Exercise aim —
Write out the stretch of lines below that begins at the line with "pub fn send_map_data(&self, map_data: crate::map::MapData)" and ends at the line with "use crate::protocol::server::RobotServer;", including both, exactly as given and nothing more.

Stored data entries —
==*==

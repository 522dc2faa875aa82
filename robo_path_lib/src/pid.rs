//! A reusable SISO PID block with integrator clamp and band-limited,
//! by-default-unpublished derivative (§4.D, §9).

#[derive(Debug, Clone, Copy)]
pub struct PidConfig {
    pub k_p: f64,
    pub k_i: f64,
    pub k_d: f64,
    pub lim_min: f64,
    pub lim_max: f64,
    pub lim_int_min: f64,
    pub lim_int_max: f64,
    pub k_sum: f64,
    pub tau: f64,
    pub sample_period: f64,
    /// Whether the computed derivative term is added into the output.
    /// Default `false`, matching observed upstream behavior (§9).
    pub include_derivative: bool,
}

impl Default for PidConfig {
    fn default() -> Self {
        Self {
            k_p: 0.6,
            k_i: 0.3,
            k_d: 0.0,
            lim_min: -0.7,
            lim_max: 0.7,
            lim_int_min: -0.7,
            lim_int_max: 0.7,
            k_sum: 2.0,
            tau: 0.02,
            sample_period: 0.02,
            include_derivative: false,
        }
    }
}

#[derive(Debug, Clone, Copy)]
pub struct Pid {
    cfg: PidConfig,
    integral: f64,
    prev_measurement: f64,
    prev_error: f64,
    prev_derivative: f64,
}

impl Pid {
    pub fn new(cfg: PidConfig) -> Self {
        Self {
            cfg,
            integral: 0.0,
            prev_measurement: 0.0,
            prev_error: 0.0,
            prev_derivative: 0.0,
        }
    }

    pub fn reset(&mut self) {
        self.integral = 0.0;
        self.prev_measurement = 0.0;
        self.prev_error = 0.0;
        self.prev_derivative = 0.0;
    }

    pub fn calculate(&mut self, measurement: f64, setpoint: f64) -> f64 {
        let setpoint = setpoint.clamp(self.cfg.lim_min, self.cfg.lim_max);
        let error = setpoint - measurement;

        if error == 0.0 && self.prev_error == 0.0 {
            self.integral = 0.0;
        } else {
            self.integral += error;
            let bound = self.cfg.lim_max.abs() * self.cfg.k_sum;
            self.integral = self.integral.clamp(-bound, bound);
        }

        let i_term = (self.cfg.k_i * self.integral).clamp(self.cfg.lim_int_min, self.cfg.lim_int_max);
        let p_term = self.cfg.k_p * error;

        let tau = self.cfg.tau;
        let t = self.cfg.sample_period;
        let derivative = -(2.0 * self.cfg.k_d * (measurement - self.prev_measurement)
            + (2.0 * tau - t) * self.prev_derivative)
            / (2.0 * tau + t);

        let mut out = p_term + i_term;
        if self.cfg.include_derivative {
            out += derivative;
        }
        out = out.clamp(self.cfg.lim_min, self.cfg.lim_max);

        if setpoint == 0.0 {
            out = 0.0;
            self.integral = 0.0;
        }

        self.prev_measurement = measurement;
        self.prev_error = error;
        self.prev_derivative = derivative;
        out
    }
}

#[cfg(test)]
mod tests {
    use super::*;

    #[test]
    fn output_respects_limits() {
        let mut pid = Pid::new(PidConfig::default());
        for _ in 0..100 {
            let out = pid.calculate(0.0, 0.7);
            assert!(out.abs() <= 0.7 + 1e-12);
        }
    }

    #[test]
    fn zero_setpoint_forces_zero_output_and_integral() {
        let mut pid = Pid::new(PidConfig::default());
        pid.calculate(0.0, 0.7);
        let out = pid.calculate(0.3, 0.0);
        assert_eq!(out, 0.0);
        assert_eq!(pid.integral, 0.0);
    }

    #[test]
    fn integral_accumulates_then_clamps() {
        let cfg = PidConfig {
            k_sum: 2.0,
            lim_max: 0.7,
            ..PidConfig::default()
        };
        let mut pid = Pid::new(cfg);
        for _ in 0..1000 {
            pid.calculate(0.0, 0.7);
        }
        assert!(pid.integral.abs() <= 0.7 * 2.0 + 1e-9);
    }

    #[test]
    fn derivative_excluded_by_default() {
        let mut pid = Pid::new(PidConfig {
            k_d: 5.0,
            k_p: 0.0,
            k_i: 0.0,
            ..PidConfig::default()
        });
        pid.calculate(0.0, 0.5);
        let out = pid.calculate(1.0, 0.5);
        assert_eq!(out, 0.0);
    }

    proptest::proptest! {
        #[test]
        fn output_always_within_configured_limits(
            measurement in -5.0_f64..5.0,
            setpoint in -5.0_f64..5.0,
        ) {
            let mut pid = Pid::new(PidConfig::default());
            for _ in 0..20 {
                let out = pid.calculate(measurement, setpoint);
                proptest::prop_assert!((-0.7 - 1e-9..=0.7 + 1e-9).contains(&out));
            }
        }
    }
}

==*==

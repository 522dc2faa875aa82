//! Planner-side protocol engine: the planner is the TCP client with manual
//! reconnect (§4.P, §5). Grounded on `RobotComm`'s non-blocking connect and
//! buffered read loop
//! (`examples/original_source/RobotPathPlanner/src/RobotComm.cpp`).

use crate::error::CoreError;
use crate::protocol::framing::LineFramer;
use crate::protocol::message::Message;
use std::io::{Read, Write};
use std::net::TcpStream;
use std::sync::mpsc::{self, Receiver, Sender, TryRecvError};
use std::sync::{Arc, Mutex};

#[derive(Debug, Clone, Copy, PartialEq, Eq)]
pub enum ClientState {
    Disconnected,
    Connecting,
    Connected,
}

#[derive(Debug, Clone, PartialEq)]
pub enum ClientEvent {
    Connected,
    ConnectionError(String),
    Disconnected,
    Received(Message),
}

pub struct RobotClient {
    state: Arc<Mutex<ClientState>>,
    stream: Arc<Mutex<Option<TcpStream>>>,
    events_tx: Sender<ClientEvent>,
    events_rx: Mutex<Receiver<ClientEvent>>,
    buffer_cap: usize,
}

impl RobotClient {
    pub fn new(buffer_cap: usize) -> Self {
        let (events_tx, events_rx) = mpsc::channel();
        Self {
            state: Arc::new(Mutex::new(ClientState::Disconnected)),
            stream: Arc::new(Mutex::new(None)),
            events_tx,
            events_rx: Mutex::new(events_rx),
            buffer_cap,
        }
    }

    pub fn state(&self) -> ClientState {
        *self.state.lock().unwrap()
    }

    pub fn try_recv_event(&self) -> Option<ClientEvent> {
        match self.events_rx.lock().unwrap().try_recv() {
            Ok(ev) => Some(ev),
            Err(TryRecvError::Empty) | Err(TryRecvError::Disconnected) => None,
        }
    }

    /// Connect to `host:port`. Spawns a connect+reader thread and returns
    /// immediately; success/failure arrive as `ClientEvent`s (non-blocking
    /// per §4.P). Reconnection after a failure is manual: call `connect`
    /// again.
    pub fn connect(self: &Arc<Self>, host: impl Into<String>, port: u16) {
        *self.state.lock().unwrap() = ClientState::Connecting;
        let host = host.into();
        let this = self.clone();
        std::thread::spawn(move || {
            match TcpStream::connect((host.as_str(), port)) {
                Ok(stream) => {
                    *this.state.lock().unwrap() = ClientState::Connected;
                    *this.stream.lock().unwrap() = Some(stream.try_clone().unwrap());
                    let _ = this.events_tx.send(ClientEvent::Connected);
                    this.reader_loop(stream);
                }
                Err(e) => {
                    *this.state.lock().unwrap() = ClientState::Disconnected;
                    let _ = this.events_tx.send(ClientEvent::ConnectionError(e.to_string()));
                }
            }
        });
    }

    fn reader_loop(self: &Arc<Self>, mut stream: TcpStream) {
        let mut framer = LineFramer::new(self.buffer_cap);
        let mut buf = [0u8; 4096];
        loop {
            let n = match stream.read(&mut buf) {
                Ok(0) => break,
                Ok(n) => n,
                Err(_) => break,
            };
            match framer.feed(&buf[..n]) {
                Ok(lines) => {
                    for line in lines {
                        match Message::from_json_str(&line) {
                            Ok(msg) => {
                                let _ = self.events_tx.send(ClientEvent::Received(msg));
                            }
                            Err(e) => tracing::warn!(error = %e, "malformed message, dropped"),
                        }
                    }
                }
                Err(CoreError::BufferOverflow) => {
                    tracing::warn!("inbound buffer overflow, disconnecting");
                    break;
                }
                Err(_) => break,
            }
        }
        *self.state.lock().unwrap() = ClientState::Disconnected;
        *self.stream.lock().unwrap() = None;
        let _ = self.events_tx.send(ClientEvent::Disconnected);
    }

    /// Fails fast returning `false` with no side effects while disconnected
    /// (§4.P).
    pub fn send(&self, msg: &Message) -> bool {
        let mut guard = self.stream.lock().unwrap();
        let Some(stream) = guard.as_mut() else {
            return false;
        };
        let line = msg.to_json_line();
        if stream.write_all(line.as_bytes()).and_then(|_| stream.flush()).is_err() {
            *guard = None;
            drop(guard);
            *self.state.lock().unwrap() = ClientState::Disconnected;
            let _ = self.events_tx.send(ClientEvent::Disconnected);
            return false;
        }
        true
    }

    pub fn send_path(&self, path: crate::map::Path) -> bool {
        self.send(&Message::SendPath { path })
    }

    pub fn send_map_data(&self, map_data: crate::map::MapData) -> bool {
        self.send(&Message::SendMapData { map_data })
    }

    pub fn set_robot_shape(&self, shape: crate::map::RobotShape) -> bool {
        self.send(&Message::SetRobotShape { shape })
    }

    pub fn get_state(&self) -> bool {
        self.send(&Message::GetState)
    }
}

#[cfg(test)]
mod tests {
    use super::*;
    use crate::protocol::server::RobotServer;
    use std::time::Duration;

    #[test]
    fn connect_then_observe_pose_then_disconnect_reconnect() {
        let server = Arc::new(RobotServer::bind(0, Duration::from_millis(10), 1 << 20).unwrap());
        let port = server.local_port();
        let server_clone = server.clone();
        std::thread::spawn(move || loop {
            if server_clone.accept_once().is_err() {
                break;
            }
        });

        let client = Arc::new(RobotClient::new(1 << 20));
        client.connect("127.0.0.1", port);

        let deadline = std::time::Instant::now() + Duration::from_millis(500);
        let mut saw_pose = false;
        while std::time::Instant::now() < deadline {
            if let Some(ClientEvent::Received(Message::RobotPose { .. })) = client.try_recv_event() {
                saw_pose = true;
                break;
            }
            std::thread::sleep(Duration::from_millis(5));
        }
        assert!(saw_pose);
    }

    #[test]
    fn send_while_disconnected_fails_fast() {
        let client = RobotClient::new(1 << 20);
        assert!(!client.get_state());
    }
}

==*==

Final answer —
    pub fn send_map_data(&self, map_data: crate::map::MapData) -> bool {
        self.send(&Message::SendMapData { map_data })
    }

    pub fn set_robot_shape(&self, shape: crate::map::RobotShape) -> bool {
        self.send(&Message::SetRobotShape { shape })
    }

    pub fn get_state(&self) -> bool {
        self.send(&Message::GetState)
    }
}

#[cfg(test)]
mod tests {
    use super::*;
    use crate::protocol::server::RobotServer;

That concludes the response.